REQUIREMENT
Take every line from the entries below that includes the word "MatchRequest" and copy it.

EXERCISE INPUTS
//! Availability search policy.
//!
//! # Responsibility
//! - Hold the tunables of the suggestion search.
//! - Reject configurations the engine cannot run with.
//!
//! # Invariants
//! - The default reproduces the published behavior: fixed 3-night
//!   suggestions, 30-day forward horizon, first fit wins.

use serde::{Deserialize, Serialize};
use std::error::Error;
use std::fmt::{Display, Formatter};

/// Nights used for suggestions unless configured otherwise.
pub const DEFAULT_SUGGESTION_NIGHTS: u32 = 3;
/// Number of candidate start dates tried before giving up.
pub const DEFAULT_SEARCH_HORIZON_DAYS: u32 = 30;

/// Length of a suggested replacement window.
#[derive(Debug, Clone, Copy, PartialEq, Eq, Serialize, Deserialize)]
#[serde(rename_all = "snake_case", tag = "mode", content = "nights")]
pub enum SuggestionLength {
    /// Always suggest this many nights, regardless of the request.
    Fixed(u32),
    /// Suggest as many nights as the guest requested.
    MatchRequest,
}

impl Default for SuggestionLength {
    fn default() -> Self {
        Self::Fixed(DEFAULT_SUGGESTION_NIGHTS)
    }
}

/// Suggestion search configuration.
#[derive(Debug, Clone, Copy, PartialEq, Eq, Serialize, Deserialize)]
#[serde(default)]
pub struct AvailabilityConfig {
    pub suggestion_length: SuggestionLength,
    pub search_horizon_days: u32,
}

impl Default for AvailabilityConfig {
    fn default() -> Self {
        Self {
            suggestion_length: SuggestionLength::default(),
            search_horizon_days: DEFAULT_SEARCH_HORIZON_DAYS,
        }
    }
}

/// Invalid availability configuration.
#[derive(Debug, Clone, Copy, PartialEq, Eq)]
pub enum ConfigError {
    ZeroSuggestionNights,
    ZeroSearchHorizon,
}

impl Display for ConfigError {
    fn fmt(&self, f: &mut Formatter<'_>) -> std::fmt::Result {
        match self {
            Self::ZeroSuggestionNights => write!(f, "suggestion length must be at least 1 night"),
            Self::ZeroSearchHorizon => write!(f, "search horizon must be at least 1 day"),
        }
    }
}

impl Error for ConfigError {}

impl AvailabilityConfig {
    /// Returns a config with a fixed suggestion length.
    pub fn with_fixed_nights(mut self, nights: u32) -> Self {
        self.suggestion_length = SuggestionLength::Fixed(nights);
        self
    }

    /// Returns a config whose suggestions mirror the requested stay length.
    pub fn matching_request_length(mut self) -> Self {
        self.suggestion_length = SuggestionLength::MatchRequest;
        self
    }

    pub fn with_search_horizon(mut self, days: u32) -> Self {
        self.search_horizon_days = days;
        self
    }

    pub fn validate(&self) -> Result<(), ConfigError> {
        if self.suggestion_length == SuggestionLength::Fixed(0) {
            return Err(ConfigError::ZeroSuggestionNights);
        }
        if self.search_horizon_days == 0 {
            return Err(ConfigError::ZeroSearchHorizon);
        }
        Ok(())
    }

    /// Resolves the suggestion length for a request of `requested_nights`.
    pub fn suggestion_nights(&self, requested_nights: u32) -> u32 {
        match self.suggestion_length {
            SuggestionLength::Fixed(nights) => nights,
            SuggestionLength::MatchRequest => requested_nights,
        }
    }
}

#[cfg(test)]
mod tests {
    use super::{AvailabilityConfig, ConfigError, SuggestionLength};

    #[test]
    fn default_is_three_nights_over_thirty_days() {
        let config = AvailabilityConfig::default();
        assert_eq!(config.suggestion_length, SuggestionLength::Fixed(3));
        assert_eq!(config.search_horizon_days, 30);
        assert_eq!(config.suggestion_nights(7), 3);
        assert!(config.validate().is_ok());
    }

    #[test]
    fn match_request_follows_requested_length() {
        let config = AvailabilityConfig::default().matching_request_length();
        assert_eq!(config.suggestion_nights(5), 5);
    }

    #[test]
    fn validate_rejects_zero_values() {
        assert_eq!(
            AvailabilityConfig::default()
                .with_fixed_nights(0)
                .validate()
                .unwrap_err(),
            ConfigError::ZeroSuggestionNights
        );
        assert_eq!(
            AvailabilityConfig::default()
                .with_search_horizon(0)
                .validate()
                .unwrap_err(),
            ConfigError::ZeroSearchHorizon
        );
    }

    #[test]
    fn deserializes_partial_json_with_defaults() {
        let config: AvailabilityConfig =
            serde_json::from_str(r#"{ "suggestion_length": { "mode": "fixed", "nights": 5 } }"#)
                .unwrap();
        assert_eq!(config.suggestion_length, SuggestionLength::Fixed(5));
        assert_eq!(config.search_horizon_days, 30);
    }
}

FINISHED TASK
    MatchRequest,
        self.suggestion_length = SuggestionLength::MatchRequest;
            SuggestionLength::MatchRequest => requested_nights,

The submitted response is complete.